Work instruction
Here is a set of records. Copy them all exactly.

(Provided entries)

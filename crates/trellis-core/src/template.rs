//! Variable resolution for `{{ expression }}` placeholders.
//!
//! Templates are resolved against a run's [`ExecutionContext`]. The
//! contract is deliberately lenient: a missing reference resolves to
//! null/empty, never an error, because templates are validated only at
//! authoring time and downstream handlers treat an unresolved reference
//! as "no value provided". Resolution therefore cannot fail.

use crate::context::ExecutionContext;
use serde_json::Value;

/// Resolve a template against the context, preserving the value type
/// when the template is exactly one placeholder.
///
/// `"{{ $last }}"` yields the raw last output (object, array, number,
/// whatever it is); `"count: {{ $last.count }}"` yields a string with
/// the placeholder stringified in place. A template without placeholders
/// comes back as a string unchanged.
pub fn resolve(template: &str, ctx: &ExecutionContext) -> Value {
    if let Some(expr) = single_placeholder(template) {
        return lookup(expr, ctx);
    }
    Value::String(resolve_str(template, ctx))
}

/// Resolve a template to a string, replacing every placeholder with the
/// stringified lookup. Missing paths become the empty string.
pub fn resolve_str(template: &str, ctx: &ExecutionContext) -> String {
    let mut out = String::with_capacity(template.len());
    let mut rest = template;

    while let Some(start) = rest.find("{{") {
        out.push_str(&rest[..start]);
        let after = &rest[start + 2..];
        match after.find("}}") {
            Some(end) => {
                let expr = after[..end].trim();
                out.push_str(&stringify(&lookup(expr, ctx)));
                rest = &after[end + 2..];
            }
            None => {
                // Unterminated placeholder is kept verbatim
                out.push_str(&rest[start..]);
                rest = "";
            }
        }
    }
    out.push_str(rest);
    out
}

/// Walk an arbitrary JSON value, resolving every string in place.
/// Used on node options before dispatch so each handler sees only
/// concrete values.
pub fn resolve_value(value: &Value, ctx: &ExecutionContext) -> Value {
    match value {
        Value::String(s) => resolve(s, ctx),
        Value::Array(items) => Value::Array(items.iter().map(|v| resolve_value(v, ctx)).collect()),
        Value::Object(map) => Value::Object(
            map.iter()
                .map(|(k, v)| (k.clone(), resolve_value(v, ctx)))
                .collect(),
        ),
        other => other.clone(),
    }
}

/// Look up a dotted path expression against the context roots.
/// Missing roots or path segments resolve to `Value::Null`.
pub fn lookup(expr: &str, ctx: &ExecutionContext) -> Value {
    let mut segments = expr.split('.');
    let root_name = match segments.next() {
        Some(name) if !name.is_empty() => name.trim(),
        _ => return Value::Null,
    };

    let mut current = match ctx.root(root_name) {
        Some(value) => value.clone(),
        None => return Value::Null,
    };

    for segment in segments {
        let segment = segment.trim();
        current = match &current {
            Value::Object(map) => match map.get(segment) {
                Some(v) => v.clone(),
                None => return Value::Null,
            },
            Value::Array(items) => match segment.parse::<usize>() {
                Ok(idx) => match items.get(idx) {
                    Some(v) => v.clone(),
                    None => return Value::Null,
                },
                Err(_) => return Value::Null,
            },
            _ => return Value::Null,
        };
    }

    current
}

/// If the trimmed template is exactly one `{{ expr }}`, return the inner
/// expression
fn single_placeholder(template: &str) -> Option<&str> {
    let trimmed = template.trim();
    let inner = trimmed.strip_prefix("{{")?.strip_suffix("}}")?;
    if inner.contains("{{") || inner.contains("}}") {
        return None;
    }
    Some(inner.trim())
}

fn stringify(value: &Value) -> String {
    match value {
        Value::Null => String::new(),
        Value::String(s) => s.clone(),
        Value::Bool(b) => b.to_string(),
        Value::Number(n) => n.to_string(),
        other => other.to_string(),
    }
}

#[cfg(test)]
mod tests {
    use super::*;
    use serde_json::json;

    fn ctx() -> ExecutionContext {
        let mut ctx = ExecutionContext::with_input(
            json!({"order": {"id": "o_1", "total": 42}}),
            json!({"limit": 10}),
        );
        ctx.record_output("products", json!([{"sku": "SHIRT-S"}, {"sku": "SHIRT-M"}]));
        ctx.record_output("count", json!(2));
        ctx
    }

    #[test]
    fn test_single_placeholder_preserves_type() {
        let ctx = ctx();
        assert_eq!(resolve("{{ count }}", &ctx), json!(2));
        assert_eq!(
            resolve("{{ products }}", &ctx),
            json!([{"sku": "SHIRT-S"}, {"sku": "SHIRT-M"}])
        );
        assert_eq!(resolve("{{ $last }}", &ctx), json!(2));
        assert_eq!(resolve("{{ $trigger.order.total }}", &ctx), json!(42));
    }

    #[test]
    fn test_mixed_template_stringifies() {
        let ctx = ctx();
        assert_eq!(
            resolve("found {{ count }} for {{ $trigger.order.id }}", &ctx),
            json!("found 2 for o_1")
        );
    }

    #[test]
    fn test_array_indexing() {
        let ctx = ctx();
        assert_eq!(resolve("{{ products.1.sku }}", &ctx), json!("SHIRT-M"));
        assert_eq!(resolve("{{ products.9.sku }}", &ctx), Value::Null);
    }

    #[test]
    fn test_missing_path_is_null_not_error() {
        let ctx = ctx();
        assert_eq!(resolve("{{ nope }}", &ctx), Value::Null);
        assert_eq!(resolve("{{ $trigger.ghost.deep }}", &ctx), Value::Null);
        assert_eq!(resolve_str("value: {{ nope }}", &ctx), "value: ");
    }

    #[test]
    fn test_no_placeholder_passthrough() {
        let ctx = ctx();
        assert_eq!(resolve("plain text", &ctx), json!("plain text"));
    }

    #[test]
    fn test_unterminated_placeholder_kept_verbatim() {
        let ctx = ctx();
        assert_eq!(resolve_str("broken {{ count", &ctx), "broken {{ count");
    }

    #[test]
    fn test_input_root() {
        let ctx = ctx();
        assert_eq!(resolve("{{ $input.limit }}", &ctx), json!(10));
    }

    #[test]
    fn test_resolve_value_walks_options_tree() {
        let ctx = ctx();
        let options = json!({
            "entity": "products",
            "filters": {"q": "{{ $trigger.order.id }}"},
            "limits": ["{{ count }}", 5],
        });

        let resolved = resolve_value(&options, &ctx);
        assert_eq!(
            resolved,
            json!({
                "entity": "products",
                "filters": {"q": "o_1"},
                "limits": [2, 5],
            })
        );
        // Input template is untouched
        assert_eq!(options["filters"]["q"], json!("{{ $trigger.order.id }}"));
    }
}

(End Provided entries)

Solution below
filename crates/trellis-core/src/template.rs
//! Variable resolution for `{{ expression }}` placeholders.
//!
//! Templates are resolved against a run's [`ExecutionContext`]. The
//! contract is deliberately lenient: a missing reference resolves to
//! null/empty, never an error, because templates are validated only at
//! authoring time and downstream handlers treat an unresolved reference
//! as "no value provided". Resolution therefore cannot fail.

use crate::context::ExecutionContext;
use serde_json::Value;

/// Resolve a template against the context, preserving the value type
/// when the template is exactly one placeholder.
///
/// `"{{ $last }}"` yields the raw last output (object, array, number,
/// whatever it is); `"count: {{ $last.count }}"` yields a string with
/// the placeholder stringified in place. A template without placeholders
/// comes back as a string unchanged.
pub fn resolve(template: &str, ctx: &ExecutionContext) -> Value {
    if let Some(expr) = single_placeholder(template) {
        return lookup(expr, ctx);
    }
    Value::String(resolve_str(template, ctx))
}

/// Resolve a template to a string, replacing every placeholder with the
/// stringified lookup. Missing paths become the empty string.
pub fn resolve_str(template: &str, ctx: &ExecutionContext) -> String {
    let mut out = String::with_capacity(template.len());
    let mut rest = template;

    while let Some(start) = rest.find("{{") {
        out.push_str(&rest[..start]);
        let after = &rest[start + 2..];
        match after.find("}}") {
            Some(end) => {
                let expr = after[..end].trim();
                out.push_str(&stringify(&lookup(expr, ctx)));
                rest = &after[end + 2..];
            }
            None => {
                // Unterminated placeholder is kept verbatim
                out.push_str(&rest[start..]);
                rest = "";
            }
        }
    }
    out.push_str(rest);
    out
}

/// Walk an arbitrary JSON value, resolving every string in place.
/// Used on node options before dispatch so each handler sees only
/// concrete values.
pub fn resolve_value(value: &Value, ctx: &ExecutionContext) -> Value {
    match value {
        Value::String(s) => resolve(s, ctx),
        Value::Array(items) => Value::Array(items.iter().map(|v| resolve_value(v, ctx)).collect()),
        Value::Object(map) => Value::Object(
            map.iter()
                .map(|(k, v)| (k.clone(), resolve_value(v, ctx)))
                .collect(),
        ),
        other => other.clone(),
    }
}

/// Look up a dotted path expression against the context roots.
/// Missing roots or path segments resolve to `Value::Null`.
pub fn lookup(expr: &str, ctx: &ExecutionContext) -> Value {
    let mut segments = expr.split('.');
    let root_name = match segments.next() {
        Some(name) if !name.is_empty() => name.trim(),
        _ => return Value::Null,
    };

    let mut current = match ctx.root(root_name) {
        Some(value) => value.clone(),
        None => return Value::Null,
    };

    for segment in segments {
        let segment = segment.trim();
        current = match &current {
            Value::Object(map) => match map.get(segment) {
                Some(v) => v.clone(),
                None => return Value::Null,
            },
            Value::Array(items) => match segment.parse::<usize>() {
                Ok(idx) => match items.get(idx) {
                    Some(v) => v.clone(),
                    None => return Value::Null,
                },
                Err(_) => return Value::Null,
            },
            _ => return Value::Null,
        };
    }

    current
}

/// If the trimmed template is exactly one `{{ expr }}`, return the inner
/// expression
fn single_placeholder(template: &str) -> Option<&str> {
    let trimmed = template.trim();
    let inner = trimmed.strip_prefix("{{")?.strip_suffix("}}")?;
    if inner.contains("{{") || inner.contains("}}") {
        return None;
    }
    Some(inner.trim())
}

fn stringify(value: &Value) -> String {
    match value {
        Value::Null => String::new(),
        Value::String(s) => s.clone(),
        Value::Bool(b) => b.to_string(),
        Value::Number(n) => n.to_string(),
        other => other.to_string(),
    }
}

#[cfg(test)]
mod tests {
    use super::*;
    use serde_json::json;

    fn ctx() -> ExecutionContext {
        let mut ctx = ExecutionContext::with_input(
            json!({"order": {"id": "o_1", "total": 42}}),
            json!({"limit": 10}),
        );
        ctx.record_output("products", json!([{"sku": "SHIRT-S"}, {"sku": "SHIRT-M"}]));
        ctx.record_output("count", json!(2));
        ctx
    }

    #[test]
    fn test_single_placeholder_preserves_type() {
        let ctx = ctx();
        assert_eq!(resolve("{{ count }}", &ctx), json!(2));
        assert_eq!(
            resolve("{{ products }}", &ctx),
            json!([{"sku": "SHIRT-S"}, {"sku": "SHIRT-M"}])
        );
        assert_eq!(resolve("{{ $last }}", &ctx), json!(2));
        assert_eq!(resolve("{{ $trigger.order.total }}", &ctx), json!(42));
    }

    #[test]
    fn test_mixed_template_stringifies() {
        let ctx = ctx();
        assert_eq!(
            resolve("found {{ count }} for {{ $trigger.order.id }}", &ctx),
            json!("found 2 for o_1")
        );
    }

    #[test]
    fn test_array_indexing() {
        let ctx = ctx();
        assert_eq!(resolve("{{ products.1.sku }}", &ctx), json!("SHIRT-M"));
        assert_eq!(resolve("{{ products.9.sku }}", &ctx), Value::Null);
    }

    #[test]
    fn test_missing_path_is_null_not_error() {
        let ctx = ctx();
        assert_eq!(resolve("{{ nope }}", &ctx), Value::Null);
        assert_eq!(resolve("{{ $trigger.ghost.deep }}", &ctx), Value::Null);
        assert_eq!(resolve_str("value: {{ nope }}", &ctx), "value: ");
    }

    #[test]
    fn test_no_placeholder_passthrough() {
        let ctx = ctx();
        assert_eq!(resolve("plain text", &ctx), json!("plain text"));
    }

    #[test]
    fn test_unterminated_placeholder_kept_verbatim() {
        let ctx = ctx();
        assert_eq!(resolve_str("broken {{ count", &ctx), "broken {{ count");
    }

    #[test]
    fn test_input_root() {
        let ctx = ctx();
        assert_eq!(resolve("{{ $input.limit }}", &ctx), json!(10));
    }

    #[test]
    fn test_resolve_value_walks_options_tree() {
        let ctx = ctx();
        let options = json!({
            "entity": "products",
            "filters": {"q": "{{ $trigger.order.id }}"},
            "limits": ["{{ count }}", 5],
        });

        let resolved = resolve_value(&options, &ctx);
        assert_eq!(
            resolved,
            json!({
                "entity": "products",
                "filters": {"q": "o_1"},
                "limits": [2, 5],
            })
        );
        // Input template is untouched
        assert_eq!(options["filters"]["q"], json!("{{ $trigger.order.id }}"));
    }
}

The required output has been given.